**** PROVIDED RECORDS ****

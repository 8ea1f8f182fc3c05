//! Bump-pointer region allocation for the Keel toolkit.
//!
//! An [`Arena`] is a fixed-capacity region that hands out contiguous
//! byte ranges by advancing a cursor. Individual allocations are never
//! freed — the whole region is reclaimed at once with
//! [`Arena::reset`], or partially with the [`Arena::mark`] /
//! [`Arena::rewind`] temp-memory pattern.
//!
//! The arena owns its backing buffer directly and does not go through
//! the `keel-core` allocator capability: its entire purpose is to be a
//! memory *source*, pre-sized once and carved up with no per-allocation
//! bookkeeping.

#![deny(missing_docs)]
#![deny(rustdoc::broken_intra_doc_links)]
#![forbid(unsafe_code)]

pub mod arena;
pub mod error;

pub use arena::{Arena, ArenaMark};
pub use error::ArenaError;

****
**** PROVIDED RECORDS ****

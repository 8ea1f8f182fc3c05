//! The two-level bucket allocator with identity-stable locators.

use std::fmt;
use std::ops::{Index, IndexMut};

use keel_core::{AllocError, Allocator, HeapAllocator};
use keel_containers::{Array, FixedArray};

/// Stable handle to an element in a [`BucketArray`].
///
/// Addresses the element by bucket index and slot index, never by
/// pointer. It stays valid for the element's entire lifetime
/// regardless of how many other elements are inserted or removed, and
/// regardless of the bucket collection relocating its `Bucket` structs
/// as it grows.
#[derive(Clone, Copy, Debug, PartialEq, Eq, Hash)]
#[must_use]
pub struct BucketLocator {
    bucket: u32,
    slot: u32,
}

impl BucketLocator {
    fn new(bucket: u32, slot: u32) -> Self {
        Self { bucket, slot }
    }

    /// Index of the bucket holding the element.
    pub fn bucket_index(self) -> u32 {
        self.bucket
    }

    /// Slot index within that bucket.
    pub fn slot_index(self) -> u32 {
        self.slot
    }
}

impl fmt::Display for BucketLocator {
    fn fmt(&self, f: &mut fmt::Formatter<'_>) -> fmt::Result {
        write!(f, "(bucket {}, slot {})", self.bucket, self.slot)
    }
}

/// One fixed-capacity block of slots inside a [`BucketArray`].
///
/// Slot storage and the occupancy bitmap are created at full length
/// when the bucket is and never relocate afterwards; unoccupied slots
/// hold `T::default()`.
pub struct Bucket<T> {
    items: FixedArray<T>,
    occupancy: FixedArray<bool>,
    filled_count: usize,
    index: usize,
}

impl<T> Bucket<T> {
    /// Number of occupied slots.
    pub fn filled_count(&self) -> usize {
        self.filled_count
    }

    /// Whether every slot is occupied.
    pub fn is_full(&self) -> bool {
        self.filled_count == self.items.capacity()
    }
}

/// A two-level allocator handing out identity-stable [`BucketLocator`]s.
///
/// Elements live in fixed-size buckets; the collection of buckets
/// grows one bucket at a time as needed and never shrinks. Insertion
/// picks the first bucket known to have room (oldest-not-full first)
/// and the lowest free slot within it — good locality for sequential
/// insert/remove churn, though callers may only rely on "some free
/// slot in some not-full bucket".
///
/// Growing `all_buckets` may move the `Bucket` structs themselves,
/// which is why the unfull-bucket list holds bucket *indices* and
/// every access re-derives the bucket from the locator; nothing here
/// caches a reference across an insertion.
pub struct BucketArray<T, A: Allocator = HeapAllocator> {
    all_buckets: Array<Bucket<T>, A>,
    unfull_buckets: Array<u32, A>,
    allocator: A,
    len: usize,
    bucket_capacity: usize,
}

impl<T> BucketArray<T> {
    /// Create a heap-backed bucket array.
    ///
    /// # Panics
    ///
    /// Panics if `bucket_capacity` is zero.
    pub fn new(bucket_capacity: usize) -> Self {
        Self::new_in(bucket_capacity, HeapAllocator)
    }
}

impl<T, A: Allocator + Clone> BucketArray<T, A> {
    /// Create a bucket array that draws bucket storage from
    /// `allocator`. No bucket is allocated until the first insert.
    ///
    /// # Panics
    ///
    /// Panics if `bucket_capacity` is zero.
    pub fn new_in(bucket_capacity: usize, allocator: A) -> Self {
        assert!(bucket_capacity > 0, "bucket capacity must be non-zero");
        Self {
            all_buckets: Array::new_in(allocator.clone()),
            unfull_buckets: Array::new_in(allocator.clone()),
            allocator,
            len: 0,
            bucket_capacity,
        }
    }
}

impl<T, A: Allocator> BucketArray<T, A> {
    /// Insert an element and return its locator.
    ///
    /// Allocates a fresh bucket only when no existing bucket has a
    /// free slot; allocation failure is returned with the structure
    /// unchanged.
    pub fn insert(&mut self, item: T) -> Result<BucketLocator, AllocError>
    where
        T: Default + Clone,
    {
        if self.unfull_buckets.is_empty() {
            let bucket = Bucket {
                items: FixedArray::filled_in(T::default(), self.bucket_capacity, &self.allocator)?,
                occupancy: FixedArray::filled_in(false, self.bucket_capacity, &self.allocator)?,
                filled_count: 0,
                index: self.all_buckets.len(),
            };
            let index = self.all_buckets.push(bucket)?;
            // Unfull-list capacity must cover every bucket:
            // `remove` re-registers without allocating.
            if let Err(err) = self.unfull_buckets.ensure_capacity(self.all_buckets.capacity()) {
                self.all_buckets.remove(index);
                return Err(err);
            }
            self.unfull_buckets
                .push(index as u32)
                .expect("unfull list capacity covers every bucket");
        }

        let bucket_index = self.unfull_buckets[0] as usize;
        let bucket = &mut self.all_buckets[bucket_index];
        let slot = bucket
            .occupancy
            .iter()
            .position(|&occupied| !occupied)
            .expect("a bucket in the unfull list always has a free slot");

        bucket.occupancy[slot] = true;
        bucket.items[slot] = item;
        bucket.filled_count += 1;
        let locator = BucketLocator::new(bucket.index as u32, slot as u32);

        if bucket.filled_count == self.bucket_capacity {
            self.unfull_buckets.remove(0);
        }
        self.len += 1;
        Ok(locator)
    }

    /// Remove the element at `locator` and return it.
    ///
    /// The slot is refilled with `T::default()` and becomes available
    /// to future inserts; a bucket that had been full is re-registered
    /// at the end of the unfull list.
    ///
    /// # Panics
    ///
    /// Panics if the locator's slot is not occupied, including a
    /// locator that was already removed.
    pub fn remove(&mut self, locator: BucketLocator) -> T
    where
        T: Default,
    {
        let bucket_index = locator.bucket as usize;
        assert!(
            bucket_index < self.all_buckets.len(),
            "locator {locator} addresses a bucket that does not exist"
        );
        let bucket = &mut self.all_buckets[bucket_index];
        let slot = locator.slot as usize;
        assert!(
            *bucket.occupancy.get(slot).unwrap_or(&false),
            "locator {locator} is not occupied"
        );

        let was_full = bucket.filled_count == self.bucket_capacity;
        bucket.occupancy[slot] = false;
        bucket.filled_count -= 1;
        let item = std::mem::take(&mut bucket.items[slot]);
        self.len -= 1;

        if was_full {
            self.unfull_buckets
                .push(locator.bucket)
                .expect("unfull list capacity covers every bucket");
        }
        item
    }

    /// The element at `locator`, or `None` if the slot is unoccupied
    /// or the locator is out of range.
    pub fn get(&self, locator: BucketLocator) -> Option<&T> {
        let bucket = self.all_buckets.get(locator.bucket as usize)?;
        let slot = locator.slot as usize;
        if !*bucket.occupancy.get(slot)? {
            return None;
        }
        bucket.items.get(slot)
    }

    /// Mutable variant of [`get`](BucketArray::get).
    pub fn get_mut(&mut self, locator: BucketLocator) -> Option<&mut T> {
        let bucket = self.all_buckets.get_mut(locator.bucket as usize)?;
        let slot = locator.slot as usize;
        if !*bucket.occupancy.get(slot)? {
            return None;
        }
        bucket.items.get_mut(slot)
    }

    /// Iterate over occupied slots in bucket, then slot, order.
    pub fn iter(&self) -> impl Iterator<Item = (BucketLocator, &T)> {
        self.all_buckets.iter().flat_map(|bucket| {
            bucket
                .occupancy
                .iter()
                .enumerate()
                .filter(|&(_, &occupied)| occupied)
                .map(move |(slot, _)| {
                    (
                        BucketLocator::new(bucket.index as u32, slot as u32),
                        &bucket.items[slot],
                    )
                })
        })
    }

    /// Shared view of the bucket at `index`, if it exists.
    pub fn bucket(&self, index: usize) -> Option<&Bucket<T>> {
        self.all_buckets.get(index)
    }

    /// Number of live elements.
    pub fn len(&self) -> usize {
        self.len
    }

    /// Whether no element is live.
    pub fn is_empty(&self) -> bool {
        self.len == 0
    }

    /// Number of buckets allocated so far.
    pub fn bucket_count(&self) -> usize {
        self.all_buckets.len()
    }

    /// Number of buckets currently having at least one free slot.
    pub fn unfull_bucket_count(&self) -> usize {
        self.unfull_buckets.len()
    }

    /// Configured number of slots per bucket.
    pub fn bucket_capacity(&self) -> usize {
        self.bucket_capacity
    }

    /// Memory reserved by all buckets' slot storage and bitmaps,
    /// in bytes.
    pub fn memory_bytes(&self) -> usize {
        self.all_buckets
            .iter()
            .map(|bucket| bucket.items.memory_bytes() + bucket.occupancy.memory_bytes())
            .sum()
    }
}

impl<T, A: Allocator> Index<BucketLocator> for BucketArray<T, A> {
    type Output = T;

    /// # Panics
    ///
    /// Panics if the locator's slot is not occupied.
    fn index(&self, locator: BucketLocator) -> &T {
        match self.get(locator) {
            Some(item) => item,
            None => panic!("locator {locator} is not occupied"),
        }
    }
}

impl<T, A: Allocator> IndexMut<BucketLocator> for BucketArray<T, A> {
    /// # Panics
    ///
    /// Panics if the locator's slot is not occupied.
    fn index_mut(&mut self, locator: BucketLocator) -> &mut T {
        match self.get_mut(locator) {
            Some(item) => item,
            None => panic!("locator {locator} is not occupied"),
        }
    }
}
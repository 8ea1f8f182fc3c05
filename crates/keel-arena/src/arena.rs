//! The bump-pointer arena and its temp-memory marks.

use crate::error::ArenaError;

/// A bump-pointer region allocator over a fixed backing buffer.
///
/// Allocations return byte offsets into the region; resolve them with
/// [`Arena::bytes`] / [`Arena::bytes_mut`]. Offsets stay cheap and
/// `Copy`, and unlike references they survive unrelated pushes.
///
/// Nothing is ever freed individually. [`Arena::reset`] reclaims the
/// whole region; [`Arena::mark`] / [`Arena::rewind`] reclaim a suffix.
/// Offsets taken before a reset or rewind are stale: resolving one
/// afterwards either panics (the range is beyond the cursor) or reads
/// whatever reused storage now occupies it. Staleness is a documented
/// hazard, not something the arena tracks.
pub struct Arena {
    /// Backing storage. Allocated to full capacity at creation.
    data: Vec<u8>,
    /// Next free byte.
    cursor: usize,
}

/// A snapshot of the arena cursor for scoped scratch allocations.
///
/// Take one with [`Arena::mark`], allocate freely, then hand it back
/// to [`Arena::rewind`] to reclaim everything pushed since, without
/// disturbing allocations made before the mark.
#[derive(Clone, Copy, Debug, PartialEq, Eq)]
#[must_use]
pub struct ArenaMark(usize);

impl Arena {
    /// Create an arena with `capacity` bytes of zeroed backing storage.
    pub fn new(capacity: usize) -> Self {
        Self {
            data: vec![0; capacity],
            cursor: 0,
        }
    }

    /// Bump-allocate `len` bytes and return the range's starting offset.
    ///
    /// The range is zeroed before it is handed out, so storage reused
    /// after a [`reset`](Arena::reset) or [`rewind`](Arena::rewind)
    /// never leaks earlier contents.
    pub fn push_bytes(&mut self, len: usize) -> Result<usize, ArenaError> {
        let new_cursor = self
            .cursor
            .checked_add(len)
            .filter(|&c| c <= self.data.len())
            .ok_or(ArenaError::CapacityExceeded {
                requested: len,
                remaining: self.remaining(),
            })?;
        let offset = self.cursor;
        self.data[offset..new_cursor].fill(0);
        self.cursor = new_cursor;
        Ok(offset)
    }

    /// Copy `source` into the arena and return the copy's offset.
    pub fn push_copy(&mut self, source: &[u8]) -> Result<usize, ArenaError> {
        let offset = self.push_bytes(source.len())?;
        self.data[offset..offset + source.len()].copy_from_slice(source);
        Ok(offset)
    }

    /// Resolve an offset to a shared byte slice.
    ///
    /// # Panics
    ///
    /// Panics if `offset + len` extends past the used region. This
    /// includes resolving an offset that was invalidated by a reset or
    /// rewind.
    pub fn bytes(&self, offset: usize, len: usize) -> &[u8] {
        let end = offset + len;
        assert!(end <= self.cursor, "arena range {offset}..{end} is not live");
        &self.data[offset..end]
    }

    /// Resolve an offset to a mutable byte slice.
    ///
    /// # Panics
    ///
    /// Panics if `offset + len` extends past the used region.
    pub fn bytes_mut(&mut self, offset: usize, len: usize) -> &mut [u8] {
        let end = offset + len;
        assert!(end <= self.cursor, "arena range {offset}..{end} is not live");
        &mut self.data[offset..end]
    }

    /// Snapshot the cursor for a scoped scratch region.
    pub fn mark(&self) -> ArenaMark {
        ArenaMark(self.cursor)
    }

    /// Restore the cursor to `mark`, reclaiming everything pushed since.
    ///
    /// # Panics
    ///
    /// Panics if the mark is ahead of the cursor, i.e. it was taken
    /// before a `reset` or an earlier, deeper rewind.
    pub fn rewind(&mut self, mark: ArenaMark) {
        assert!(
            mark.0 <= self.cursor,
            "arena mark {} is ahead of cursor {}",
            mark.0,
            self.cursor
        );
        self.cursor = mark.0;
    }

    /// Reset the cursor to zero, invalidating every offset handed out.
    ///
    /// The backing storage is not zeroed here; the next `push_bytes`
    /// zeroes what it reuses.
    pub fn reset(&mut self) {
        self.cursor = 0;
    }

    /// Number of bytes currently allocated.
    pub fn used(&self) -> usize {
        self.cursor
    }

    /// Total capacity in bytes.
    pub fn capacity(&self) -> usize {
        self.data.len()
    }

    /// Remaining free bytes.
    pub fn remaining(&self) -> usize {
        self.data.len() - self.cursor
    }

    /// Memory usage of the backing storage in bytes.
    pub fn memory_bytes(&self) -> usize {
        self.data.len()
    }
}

****

§ **ABOUT THIS EXERCISE**: Which lines above run from the one containing "pub fn bucket_count(&self)" down to the one containing "fn index(&self, locator: BucketLocator)"? Repeat exactly those, both ends included, and nothing else.

§ **RESPONSE BELOW**:
    pub fn bucket_count(&self) -> usize {
        self.all_buckets.len()
    }

    /// Number of buckets currently having at least one free slot.
    pub fn unfull_bucket_count(&self) -> usize {
        self.unfull_buckets.len()
    }

    /// Configured number of slots per bucket.
    pub fn bucket_capacity(&self) -> usize {
        self.bucket_capacity
    }

    /// Memory reserved by all buckets' slot storage and bitmaps,
    /// in bytes.
    pub fn memory_bytes(&self) -> usize {
        self.all_buckets
            .iter()
            .map(|bucket| bucket.items.memory_bytes() + bucket.occupancy.memory_bytes())
            .sum()
    }
}

impl<T, A: Allocator> Index<BucketLocator> for BucketArray<T, A> {
    type Output = T;

    /// # Panics
    ///
    /// Panics if the locator's slot is not occupied.
    fn index(&self, locator: BucketLocator) -> &T {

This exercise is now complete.